Michael Saylor, CEO of MicroStrategy and well-known Bitcoin bull, was one of the largest accounts to respond to Musk. Naturally, he expects flight from “cash, debt, [and] value stocks” to his preferred asset, Bitcoin, to “intensify.”
As a general principle, for those looking for advice from this thread, it is generally better to own physical things like a home or stock in companies you think make good products, than dollars when inflation is high.
I still own & won’t sell my Bitcoin, Ethereum or Doge fwiw.
To that, Musk agreed in part, adding that “it is generally better to own physical things like a home or stock in companies you think make good products, than dollars when inflation is high,” and stating that he doesn't intend to sell his crypto holdings.
MicroStrategy and Tesla are perhaps the largest companies to hold actual Bitcoin on their balance sheets.
Musk has, however, been more diverse in his crypto exploration, at one point becoming the “Dogefather” of Dogecoin. The Tesla CEO’s tweets about Dogecoin have also spurred the meme coin into impressive, if not controversial, price rallies.
The latest tweet mentioning Dogecoin has had a similar effect too. DOGE jumped from $0.111 to $0.119, roughly a 7% increase, according to data pulled from CoinMarketCap. The leading dog coin has since shed some of those gains and is trading at $0.115.

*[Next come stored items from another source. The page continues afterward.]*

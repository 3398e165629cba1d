//! Sample size and duration planning for proportion and mean experiments

use crate::distributions::normal::normal_inverse_cdf;
use crate::helpers::{number_arg, optional_number_arg, optional_typed_arg, require_finite, require_open_unit, to_json};
use abstat_plugin::prelude::*;

/// Quantiles shared by both planners: (z_{1−α/2}, z_{power})
fn critical_values(alpha: f64, power: f64) -> Result<(f64, f64), InputError> {
    let alpha = require_open_unit(alpha, "alpha")?;
    let power = require_open_unit(power, "power")?;
    Ok((normal_inverse_cdf(1.0 - alpha / 2.0, "alpha")?, normal_inverse_cdf(power, "power")?))
}

/// Non-zero absolute MDE
fn absolute_effect(input: &PlannerInput) -> Result<f64, InputError> {
    require_finite(input.minimum_detectable_effect, "minimumDetectableEffect")?;
    let delta = input.absolute_effect();
    if delta == 0.0 {
        return Err(InputError::ZeroEffect);
    }
    Ok(delta)
}

/// Days (and weeks, one decimal) to collect `per_group` observations per arm
fn duration(per_group: u64, input: &PlannerInput) -> Result<(Option<f64>, Option<f64>), InputError> {
    let Some(daily) = input.daily_volume else {
        return Ok((None, None));
    };
    if !(daily.is_finite() && daily > 0.0) {
        return Err(InputError::NonPositiveDailyVolume { value: daily });
    }

    let needed = match input.traffic_basis {
        TrafficBasis::Total => 2.0 * per_group as f64,
        TrafficBasis::PerVariant => per_group as f64,
    };
    let days = (needed / daily).ceil();
    let weeks = (days / 7.0 * 10.0).round() / 10.0;
    Ok((Some(days), Some(weeks)))
}

fn planned(per_group: f64, effect_size: f64, target_value: f64, input: &PlannerInput) -> Result<PlannerResult, AbError> {
    let per_group = per_group.ceil() as u64;
    let (days, weeks) = duration(per_group, input)?;
    Ok(PlannerResult {
        required_sample_size_per_group: per_group,
        required_sample_size_total: per_group.saturating_mul(2),
        estimated_duration_days: days,
        estimated_duration_weeks: weeks,
        effect_size: Some(effect_size),
        target_value,
    })
}

/// Per-arm sample size to detect a change in conversion rate.
///
/// Uses the unpooled-alternative normal approximation
/// `n = (zα·√(2p̄(1−p̄)) + zβ·√(p0(1−p0)+p1(1−p1)))² / Δ²`, rounded up.
pub fn plan_proportion_test(input: &PlannerInput) -> Result<PlannerResult, AbError> {
    let p0 = require_open_unit(input.baseline, "baseline")?;
    let delta = absolute_effect(input)?;
    let p1 = p0 + delta;
    if !(p1 > 0.0 && p1 < 1.0) {
        return Err(InputError::TargetRateOutOfRange { value: p1 }.into());
    }
    let (z_alpha, z_beta) = critical_values(input.alpha, input.power)?;

    let p_bar = (p0 + p1) / 2.0;
    let numerator = z_alpha * (2.0 * p_bar * (1.0 - p_bar)).sqrt()
        + z_beta * (p0 * (1.0 - p0) + p1 * (1.0 - p1)).sqrt();
    let n = numerator * numerator / (delta * delta);

    planned(n, delta.abs(), p1, input)
}

/// Per-arm sample size to detect a shift in a mean, `n = 2·((zα+zβ)/d)²`
/// with Cohen's `d = |Δ|/σ`.
pub fn plan_mean_test(input: &PlannerInput) -> Result<PlannerResult, AbError> {
    let baseline = require_finite(input.baseline, "baseline")?;
    let sd = input.std_dev.ok_or(InputError::MissingField { field: "stdDev" })?;
    if !(sd.is_finite() && sd > 0.0) {
        return Err(InputError::NonPositiveStdDev { field: "stdDev", value: sd }.into());
    }
    let delta = absolute_effect(input)?;
    let (z_alpha, z_beta) = critical_values(input.alpha, input.power)?;

    let d = delta.abs() / sd;
    let ratio = (z_alpha + z_beta) / d;
    let n = 2.0 * ratio * ratio;

    planned(n, d, baseline + delta, input)
}

/// Assemble a planner request from keyed JSON arguments
fn planner_input(args: &JsonValue, func: &str, ctx: &CalcContext, with_sd: bool) -> Result<PlannerInput, AbError> {
    Ok(PlannerInput {
        baseline: number_arg(args, "baseline", func)?,
        std_dev: if with_sd {
            Some(number_arg(args, "stdDev", func)?)
        } else {
            None
        },
        minimum_detectable_effect: number_arg(args, "minimumDetectableEffect", func)?,
        effect_type: optional_typed_arg(args, "effectType", func)?.unwrap_or_default(),
        power: optional_number_arg(args, "power", func)?.unwrap_or(ctx.default_power),
        alpha: optional_number_arg(args, "alpha", func)?.unwrap_or(ctx.default_alpha),
        daily_volume: optional_number_arg(args, "dailyVolume", func)?,
        traffic_basis: optional_typed_arg(args, "trafficBasis", func)?.unwrap_or_default(),
    })
}

// ============ Plan Proportion ============

pub struct PlanProportion;

static PLAN_PROPORTION_ARGS: [ArgMeta; 7] = [
    ArgMeta::required("baseline", "Number", "Baseline conversion rate (0 < p < 1)"),
    ArgMeta::required("minimumDetectableEffect", "Number", "Smallest change worth detecting"),
    ArgMeta::optional("effectType", "Text", "absolute | relative", "absolute"),
    ArgMeta::optional("power", "Number", "Probability of detecting the effect", "0.8"),
    ArgMeta::optional("alpha", "Number", "Significance level", "0.05"),
    ArgMeta::optional("dailyVolume", "Number", "Visitors per day", "null"),
    ArgMeta::optional("trafficBasis", "Text", "total | per_variant", "total"),
];

static PLAN_PROPORTION_EXAMPLES: [&str; 2] = [
    "plan_proportion(baseline: 0.05, minimumDetectableEffect: 0.01) → 8158 per group",
    "plan_proportion(baseline: 0.05, minimumDetectableEffect: 0.2, effectType: \"relative\", dailyVolume: 1000)",
];

static PLAN_PROPORTION_RELATED: [&str; 2] = ["proportion_test", "plan_mean"];

impl CalculatorPlugin for PlanProportion {
    fn meta(&self) -> FunctionMeta {
        FunctionMeta {
            name: "plan_proportion",
            description: "Required sample size and duration for a conversion-rate test",
            usage: "plan_proportion(baseline, minimumDetectableEffect, effectType?, power?, alpha?, dailyVolume?, trafficBasis?)",
            args: &PLAN_PROPORTION_ARGS,
            returns: "PlannerResult",
            examples: &PLAN_PROPORTION_EXAMPLES,
            category: "abtest/planning",
            related: &PLAN_PROPORTION_RELATED,
        }
    }

    fn call(&self, args: &JsonValue, ctx: &CalcContext) -> Result<JsonValue, AbError> {
        let input = planner_input(args, "plan_proportion", ctx, false)?;
        to_json(&plan_proportion_test(&input)?)
    }
}

// ============ Plan Mean ============

pub struct PlanMean;

static PLAN_MEAN_ARGS: [ArgMeta; 8] = [
    ArgMeta::required("baseline", "Number", "Baseline mean of the metric"),
    ArgMeta::required("stdDev", "Number", "Standard deviation of the metric (> 0)"),
    ArgMeta::required("minimumDetectableEffect", "Number", "Smallest change worth detecting"),
    ArgMeta::optional("effectType", "Text", "absolute | relative", "absolute"),
    ArgMeta::optional("power", "Number", "Probability of detecting the effect", "0.8"),
    ArgMeta::optional("alpha", "Number", "Significance level", "0.05"),
    ArgMeta::optional("dailyVolume", "Number", "Visitors per day", "null"),
    ArgMeta::optional("trafficBasis", "Text", "total | per_variant", "total"),
];

static PLAN_MEAN_EXAMPLES: [&str; 1] = ["plan_mean(baseline: 100, stdDev: 15, minimumDetectableEffect: 5) → 142 per group"];

static PLAN_MEAN_RELATED: [&str; 2] = ["mean_test", "plan_proportion"];

impl CalculatorPlugin for PlanMean {
    fn meta(&self) -> FunctionMeta {
        FunctionMeta {
            name: "plan_mean",
            description: "Required sample size and duration for a continuous-metric test",
            usage: "plan_mean(baseline, stdDev, minimumDetectableEffect, effectType?, power?, alpha?, dailyVolume?, trafficBasis?)",
            args: &PLAN_MEAN_ARGS,
            returns: "PlannerResult",
            examples: &PLAN_MEAN_EXAMPLES,
            category: "abtest/planning",
            related: &PLAN_MEAN_RELATED,
        }
    }

    fn call(&self, args: &JsonValue, ctx: &CalcContext) -> Result<JsonValue, AbError> {
        let input = planner_input(args, "plan_mean", ctx, true)?;
        to_json(&plan_mean_test(&input)?)
    }
}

As for fighting off inflation, many investors in traditional markets are scrambling for safety. Whether crypto becomes a shelter, though, remains to be seen.
Musk, crypto, and inflation
Though Musk may be the only corporate CEO to suggest holding Dogecoin to remedy rising prices, firms around the world are keeping a close eye on rising inflation.
The consumer price index (CPI), a basket of commodities ranging from vehicles and milk to cereal and clothing, hit a 40-year high last week, according to a report from the U.S. Labor Department. Compared to prices from February 2021, recent figures indicate a jump of 7.9%.
Russia’s ongoing invasion of Ukraine will continue to pile on pressure too.
Sanctions and rising inflation have also been pitched as the precise problems that deflationary assets like Bitcoin aim to solve. Transactions on the Bitcoin network cannot be blocked by third parties, and Bitcoin’s capped supply of 21 million means that there is a limited amount that will ever exist.
Still, even amid its proselytized advantages, Bitcoin has traded sideways, ranging between $44,000 and $39,000 since the beginning of January. This range is also a far way off of its all-time high of $68,789 which was set in November last year.
The views and opinions expressed by the author are for informational purposes only and do not constitute financial, investment, or other advice.